** Supplied records **
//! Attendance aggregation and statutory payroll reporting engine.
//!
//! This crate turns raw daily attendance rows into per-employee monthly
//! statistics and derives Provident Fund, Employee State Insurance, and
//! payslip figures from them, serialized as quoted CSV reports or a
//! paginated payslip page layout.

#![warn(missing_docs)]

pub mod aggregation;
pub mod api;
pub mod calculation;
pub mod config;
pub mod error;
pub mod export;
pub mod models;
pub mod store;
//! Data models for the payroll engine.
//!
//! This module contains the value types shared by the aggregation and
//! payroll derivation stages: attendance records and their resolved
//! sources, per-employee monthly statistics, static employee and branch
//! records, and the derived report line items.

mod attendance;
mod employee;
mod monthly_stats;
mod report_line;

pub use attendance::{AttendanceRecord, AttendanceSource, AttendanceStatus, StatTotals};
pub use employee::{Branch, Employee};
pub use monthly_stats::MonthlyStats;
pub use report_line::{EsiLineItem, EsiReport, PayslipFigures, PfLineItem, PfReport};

** Task **
Repeat every record, exactly as written.

** Finished task **
//! Attendance aggregation and statutory payroll reporting engine.
//!
//! This crate turns raw daily attendance rows into per-employee monthly
//! statistics and derives Provident Fund, Employee State Insurance, and
//! payslip figures from them, serialized as quoted CSV reports or a
//! paginated payslip page layout.

#![warn(missing_docs)]

pub mod aggregation;
pub mod api;
pub mod calculation;
pub mod config;
pub mod error;
pub mod export;
pub mod models;
pub mod store;
//! Data models for the payroll engine.
//!
//! This module contains the value types shared by the aggregation and
//! payroll derivation stages: attendance records and their resolved
//! sources, per-employee monthly statistics, static employee and branch
//! records, and the derived report line items.

mod attendance;
mod employee;
mod monthly_stats;
mod report_line;

pub use attendance::{AttendanceRecord, AttendanceSource, AttendanceStatus, StatTotals};
pub use employee::{Branch, Employee};
pub use monthly_stats::MonthlyStats;
pub use report_line::{EsiLineItem, EsiReport, PayslipFigures, PfLineItem, PfReport};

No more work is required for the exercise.